--- START ---

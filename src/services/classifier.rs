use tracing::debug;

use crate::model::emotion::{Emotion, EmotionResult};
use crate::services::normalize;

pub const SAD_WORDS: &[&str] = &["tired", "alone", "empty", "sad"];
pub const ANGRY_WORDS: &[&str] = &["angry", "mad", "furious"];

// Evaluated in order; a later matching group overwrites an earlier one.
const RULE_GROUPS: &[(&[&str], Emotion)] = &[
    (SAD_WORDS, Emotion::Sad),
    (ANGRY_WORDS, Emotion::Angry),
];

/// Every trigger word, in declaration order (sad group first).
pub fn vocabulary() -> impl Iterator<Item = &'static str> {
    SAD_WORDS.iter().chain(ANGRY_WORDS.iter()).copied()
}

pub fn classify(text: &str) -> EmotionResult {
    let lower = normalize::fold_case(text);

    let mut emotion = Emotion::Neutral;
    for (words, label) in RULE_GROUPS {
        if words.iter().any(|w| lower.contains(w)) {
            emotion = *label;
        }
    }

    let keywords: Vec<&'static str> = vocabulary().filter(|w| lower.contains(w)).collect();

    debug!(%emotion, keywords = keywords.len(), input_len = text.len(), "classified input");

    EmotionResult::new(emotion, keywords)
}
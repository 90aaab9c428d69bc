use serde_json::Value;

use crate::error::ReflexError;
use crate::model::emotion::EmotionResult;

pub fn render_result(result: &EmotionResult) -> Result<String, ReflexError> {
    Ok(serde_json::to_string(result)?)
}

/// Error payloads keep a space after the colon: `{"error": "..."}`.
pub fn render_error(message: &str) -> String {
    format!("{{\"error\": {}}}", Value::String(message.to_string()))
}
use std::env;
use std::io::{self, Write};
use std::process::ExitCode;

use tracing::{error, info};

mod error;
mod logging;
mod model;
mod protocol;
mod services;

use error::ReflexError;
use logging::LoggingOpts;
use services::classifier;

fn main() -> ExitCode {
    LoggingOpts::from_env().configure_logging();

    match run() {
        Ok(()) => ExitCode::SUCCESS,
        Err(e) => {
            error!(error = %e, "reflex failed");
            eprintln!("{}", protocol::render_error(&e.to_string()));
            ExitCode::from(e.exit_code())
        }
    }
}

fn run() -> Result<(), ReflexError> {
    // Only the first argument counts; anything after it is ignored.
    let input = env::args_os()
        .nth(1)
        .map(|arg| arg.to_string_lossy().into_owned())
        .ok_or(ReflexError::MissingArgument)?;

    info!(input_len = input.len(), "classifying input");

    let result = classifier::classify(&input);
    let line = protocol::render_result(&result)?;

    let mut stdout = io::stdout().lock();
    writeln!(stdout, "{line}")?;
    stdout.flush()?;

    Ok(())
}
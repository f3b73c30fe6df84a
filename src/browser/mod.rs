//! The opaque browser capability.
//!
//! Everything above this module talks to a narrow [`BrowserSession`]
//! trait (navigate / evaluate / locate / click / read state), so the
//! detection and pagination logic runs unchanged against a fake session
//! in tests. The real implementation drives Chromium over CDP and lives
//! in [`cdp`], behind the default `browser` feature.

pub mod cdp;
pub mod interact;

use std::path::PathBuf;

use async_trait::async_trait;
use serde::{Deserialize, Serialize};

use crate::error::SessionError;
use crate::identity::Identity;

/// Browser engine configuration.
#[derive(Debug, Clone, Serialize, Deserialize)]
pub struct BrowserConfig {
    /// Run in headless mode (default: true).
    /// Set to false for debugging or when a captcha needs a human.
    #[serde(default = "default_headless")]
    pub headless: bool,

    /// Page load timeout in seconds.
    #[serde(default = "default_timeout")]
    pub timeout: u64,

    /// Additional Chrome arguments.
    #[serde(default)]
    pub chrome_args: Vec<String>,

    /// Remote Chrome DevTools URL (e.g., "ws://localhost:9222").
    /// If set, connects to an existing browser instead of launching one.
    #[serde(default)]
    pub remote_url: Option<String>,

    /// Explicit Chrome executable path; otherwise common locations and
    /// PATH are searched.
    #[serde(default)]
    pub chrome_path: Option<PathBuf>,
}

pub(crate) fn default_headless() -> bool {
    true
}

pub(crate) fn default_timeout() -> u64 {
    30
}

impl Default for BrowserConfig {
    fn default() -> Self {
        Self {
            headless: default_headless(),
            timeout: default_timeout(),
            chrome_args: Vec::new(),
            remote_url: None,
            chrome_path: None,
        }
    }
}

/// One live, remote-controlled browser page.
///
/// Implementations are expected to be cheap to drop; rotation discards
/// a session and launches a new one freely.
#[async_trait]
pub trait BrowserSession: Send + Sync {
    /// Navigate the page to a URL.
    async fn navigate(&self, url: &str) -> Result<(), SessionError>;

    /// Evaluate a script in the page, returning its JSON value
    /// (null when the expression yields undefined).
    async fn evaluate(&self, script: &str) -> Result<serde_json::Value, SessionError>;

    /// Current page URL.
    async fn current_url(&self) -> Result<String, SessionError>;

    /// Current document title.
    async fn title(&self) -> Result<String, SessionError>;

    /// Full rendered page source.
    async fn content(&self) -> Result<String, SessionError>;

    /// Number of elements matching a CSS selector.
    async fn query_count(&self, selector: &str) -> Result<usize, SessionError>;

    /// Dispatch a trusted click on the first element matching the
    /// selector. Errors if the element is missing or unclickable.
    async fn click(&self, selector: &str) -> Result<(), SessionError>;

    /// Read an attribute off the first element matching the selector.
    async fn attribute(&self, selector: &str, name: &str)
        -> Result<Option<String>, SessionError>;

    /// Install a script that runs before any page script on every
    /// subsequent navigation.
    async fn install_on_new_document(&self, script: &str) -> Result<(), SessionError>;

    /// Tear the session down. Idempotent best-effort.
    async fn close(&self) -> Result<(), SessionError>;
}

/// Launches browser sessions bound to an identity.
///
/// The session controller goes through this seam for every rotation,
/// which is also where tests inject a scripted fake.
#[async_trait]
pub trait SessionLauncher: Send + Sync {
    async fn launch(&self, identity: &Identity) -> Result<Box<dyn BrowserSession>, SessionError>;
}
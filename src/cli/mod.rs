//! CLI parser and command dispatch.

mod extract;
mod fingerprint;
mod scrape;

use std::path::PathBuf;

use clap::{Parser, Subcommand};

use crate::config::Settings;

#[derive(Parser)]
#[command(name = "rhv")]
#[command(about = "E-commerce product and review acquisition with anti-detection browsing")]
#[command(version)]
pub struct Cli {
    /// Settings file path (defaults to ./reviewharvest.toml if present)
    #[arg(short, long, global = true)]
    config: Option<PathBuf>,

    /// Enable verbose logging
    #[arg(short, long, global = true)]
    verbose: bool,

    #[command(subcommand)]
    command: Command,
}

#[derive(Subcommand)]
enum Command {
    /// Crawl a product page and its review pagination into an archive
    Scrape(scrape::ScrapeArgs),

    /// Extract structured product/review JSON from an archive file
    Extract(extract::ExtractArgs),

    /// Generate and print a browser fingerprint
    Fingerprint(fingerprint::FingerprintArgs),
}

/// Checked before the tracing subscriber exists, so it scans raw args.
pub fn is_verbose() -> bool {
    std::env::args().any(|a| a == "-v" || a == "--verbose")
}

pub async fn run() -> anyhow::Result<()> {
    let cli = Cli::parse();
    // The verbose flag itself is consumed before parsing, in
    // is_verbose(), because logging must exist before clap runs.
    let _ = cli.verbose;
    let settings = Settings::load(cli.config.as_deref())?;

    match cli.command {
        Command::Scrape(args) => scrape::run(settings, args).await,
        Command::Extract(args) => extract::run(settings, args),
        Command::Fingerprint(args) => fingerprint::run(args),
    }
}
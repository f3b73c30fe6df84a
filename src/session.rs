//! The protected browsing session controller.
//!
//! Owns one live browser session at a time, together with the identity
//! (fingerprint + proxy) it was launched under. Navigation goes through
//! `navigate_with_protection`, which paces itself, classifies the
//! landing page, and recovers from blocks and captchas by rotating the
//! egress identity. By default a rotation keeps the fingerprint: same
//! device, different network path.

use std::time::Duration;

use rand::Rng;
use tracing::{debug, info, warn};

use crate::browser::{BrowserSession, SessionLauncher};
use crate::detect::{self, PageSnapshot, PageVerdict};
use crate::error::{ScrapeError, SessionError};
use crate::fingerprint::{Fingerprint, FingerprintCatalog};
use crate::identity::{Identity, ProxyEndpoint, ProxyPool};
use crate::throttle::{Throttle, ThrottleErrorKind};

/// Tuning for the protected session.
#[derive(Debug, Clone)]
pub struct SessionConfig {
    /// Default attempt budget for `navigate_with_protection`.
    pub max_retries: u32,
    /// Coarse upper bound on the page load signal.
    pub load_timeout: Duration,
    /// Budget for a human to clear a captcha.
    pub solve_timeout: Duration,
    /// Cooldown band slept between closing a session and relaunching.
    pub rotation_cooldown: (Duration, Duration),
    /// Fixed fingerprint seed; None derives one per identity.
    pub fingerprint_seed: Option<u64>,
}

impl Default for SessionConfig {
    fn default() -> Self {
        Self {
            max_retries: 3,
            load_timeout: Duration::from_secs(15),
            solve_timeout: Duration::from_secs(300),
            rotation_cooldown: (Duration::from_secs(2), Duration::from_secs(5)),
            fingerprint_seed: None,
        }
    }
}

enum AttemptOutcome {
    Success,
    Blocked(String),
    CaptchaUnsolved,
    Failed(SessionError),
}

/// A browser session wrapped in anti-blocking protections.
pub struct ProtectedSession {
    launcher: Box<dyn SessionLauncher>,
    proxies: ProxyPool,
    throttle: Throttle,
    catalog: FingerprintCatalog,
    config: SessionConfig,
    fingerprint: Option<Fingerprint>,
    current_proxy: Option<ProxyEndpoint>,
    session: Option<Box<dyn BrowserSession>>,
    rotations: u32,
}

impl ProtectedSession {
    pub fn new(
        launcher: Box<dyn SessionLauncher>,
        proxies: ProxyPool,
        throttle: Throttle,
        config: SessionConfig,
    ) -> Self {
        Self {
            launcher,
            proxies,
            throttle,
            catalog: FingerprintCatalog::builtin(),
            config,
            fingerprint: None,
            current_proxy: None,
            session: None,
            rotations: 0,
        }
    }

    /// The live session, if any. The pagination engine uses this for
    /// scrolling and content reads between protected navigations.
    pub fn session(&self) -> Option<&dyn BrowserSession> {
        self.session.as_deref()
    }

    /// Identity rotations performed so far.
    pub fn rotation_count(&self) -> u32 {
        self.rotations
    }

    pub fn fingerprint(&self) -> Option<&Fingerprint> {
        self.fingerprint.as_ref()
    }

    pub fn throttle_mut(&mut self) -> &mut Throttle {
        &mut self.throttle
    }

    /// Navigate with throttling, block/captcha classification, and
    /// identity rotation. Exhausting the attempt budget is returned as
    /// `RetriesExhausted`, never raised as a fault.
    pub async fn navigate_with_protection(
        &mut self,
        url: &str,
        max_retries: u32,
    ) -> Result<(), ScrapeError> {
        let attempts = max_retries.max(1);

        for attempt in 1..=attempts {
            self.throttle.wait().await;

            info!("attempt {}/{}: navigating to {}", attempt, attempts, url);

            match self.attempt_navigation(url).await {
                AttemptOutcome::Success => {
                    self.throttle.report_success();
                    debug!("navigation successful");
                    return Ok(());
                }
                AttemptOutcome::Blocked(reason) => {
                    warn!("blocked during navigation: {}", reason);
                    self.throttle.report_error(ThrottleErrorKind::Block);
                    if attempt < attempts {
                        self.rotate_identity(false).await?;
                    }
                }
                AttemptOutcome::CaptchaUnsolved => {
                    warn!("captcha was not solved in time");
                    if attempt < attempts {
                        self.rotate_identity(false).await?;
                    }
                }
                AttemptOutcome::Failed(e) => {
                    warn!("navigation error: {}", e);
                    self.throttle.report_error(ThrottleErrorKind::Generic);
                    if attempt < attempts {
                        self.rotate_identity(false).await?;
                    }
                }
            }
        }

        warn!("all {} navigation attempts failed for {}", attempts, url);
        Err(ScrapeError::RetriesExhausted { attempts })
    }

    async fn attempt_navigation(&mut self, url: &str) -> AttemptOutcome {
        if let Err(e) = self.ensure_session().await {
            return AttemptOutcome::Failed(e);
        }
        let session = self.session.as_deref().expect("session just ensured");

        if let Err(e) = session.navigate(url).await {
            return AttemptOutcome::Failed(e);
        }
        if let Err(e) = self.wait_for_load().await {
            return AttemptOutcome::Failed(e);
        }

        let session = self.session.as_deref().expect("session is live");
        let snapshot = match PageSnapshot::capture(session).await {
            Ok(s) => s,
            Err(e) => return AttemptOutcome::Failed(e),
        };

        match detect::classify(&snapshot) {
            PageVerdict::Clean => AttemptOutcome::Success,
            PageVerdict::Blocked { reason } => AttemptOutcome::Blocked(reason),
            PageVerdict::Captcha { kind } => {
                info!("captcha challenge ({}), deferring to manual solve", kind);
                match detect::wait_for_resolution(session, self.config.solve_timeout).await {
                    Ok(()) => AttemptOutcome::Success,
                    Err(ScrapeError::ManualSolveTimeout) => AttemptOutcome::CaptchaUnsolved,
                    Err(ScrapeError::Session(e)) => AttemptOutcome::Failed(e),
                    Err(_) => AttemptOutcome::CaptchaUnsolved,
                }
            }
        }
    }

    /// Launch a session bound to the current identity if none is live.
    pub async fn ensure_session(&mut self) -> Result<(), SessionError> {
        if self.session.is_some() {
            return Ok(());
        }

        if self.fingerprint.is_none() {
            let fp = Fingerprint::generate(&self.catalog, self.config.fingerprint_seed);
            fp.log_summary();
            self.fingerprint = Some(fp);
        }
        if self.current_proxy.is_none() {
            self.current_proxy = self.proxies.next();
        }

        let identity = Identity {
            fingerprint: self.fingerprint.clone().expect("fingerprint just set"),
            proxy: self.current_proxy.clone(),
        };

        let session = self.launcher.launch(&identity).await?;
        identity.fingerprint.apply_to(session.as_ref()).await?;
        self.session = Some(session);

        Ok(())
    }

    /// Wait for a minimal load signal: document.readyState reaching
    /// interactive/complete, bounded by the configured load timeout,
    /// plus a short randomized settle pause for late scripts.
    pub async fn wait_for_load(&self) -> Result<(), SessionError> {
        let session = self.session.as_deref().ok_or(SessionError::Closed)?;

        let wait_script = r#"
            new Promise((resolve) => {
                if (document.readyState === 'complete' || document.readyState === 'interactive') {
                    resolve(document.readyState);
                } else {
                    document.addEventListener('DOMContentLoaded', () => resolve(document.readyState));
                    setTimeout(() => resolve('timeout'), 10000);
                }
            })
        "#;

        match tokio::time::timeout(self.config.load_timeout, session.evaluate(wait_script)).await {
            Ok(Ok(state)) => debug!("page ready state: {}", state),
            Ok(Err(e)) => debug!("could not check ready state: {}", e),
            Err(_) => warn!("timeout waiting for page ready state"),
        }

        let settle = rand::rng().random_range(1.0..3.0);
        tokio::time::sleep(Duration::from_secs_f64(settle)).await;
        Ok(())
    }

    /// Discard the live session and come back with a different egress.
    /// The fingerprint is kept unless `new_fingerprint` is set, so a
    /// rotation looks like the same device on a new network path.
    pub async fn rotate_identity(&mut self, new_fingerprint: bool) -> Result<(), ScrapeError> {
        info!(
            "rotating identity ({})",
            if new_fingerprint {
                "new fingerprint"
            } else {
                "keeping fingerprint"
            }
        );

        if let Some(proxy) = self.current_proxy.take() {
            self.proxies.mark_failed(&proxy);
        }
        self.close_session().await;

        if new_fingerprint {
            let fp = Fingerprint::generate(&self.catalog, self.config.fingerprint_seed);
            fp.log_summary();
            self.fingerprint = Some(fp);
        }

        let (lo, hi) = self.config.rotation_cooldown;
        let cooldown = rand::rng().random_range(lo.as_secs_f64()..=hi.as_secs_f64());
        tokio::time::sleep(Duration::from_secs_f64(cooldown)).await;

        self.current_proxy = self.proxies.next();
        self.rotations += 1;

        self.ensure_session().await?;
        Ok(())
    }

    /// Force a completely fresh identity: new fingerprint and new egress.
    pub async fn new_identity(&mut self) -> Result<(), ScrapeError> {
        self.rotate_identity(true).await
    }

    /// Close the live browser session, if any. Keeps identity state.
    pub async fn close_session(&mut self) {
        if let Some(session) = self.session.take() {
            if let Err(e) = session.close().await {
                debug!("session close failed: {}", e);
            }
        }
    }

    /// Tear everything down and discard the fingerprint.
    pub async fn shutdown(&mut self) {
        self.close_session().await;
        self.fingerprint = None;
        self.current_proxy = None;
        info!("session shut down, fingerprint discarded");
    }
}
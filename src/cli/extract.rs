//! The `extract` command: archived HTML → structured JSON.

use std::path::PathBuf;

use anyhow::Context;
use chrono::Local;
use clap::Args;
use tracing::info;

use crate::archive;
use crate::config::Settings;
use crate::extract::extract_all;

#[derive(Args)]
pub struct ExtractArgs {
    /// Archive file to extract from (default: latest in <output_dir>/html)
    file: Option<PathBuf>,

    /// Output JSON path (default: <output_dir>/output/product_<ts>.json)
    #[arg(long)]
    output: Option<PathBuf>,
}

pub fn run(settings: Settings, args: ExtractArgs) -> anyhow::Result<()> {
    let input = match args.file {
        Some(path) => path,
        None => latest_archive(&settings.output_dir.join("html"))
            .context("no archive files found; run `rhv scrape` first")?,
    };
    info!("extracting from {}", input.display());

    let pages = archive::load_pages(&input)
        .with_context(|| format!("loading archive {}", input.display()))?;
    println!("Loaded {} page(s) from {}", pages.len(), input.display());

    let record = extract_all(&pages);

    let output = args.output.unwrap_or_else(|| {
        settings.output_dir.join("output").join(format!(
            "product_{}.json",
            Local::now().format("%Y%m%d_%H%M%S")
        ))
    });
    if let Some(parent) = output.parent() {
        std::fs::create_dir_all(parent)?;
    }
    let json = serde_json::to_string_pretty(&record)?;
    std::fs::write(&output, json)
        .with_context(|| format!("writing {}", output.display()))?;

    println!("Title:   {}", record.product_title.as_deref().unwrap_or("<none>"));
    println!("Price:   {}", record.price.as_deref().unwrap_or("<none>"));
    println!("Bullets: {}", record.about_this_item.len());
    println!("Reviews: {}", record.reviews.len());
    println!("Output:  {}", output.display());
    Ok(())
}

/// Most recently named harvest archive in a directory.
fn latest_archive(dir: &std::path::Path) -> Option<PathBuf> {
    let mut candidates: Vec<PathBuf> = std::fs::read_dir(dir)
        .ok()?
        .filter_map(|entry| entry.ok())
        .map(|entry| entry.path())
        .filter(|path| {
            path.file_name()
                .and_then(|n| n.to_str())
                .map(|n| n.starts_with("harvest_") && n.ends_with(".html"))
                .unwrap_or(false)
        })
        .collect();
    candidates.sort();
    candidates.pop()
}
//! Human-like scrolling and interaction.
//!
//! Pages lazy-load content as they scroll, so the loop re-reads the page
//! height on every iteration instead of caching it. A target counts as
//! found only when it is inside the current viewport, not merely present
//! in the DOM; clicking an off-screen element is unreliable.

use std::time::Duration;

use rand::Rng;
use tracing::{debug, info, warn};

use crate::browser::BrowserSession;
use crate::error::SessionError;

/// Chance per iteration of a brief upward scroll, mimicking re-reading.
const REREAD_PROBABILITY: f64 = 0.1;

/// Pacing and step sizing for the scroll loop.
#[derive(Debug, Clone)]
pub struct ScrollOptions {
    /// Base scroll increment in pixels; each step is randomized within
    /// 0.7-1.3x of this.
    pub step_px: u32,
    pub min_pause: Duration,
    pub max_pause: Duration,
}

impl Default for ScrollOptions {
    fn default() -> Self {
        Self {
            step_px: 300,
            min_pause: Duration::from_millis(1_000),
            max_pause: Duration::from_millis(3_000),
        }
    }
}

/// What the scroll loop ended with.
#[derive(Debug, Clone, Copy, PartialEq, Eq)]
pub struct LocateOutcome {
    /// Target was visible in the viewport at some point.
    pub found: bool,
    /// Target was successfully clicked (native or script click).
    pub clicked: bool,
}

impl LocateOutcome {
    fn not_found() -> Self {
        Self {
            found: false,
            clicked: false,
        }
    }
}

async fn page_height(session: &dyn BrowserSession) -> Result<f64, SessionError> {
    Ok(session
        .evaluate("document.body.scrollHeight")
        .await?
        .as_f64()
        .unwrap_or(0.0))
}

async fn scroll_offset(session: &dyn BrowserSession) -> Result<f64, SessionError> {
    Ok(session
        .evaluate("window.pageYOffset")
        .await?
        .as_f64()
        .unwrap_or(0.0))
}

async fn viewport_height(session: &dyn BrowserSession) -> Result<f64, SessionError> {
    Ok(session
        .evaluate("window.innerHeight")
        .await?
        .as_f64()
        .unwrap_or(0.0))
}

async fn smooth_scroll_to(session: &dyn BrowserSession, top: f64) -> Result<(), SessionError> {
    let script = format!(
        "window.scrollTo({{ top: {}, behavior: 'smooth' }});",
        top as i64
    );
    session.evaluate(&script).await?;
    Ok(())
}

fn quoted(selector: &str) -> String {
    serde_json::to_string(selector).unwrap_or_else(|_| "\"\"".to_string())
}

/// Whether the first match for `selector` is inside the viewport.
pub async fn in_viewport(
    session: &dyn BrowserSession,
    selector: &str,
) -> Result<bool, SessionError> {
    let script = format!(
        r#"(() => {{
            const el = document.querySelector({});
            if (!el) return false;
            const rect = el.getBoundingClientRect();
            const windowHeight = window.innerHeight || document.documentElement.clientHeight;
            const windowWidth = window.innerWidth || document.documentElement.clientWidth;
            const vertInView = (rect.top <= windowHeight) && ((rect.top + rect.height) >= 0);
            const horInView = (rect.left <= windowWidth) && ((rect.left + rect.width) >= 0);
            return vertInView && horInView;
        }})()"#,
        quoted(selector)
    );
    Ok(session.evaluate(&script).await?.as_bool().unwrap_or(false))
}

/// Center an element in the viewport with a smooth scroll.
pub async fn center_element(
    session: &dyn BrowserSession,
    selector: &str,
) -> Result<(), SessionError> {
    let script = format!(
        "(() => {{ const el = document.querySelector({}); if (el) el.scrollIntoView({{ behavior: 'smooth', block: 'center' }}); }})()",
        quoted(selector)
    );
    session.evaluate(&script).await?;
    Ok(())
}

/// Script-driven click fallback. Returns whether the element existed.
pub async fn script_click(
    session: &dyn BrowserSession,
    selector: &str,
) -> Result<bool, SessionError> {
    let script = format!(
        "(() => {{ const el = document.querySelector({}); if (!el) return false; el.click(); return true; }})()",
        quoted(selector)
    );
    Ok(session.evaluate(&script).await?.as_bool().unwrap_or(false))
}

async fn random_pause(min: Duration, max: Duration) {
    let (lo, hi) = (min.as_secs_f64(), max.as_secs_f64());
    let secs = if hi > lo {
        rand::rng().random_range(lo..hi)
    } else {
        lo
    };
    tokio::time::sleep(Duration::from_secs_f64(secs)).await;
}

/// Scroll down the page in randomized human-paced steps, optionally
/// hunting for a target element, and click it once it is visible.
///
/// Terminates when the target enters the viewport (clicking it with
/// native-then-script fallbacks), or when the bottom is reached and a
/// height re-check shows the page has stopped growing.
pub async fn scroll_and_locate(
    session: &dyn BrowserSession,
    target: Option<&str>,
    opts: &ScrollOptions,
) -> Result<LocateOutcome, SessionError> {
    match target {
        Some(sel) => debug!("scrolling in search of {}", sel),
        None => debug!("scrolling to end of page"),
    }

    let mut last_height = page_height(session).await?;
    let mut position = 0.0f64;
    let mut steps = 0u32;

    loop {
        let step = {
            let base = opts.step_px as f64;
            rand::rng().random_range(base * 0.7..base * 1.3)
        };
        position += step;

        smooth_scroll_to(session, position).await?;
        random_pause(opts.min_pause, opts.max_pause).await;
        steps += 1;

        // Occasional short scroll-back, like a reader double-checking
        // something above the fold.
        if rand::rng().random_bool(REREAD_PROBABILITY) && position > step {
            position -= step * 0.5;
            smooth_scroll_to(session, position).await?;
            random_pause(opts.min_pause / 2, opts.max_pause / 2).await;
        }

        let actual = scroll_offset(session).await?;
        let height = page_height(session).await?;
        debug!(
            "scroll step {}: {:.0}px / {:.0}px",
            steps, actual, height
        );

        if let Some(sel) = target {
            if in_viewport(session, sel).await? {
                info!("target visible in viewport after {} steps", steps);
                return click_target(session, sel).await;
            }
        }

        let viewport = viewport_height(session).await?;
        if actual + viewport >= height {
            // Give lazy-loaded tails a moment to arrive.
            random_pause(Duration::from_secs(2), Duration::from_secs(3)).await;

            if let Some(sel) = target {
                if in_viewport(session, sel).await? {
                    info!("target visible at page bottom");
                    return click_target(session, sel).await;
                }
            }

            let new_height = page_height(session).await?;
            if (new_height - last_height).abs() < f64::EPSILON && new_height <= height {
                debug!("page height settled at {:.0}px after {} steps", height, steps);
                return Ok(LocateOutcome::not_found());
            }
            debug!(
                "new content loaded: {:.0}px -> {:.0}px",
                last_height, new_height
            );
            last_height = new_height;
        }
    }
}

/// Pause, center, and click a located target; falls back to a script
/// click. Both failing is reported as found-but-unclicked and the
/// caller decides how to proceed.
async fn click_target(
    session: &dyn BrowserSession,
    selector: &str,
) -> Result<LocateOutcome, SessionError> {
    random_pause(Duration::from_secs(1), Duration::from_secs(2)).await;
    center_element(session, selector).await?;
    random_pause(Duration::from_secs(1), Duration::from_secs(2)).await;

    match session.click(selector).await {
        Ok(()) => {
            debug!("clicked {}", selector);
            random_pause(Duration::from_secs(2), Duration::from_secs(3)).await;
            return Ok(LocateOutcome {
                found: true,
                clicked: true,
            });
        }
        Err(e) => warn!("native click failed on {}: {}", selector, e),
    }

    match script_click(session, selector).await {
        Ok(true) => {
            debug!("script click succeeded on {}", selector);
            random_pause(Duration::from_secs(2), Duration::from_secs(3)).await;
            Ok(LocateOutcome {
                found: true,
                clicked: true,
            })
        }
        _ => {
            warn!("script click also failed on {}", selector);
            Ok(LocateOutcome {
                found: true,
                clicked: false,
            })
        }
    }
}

--- END ---

Although the records may continue, retype only the lines from the first one through the one containing "let mut emotion = Emotion::Neutral;", exactly as they appear.

• EXERCISE SOLUTION
filename src/services/classifier.rs
use tracing::debug;

use crate::model::emotion::{Emotion, EmotionResult};
use crate::services::normalize;

pub const SAD_WORDS: &[&str] = &["tired", "alone", "empty", "sad"];
pub const ANGRY_WORDS: &[&str] = &["angry", "mad", "furious"];

// Evaluated in order; a later matching group overwrites an earlier one.
const RULE_GROUPS: &[(&[&str], Emotion)] = &[
    (SAD_WORDS, Emotion::Sad),
    (ANGRY_WORDS, Emotion::Angry),
];

/// Every trigger word, in declaration order (sad group first).
pub fn vocabulary() -> impl Iterator<Item = &'static str> {
    SAD_WORDS.iter().chain(ANGRY_WORDS.iter()).copied()
}

pub fn classify(text: &str) -> EmotionResult {
    let lower = normalize::fold_case(text);

    let mut emotion = Emotion::Neutral;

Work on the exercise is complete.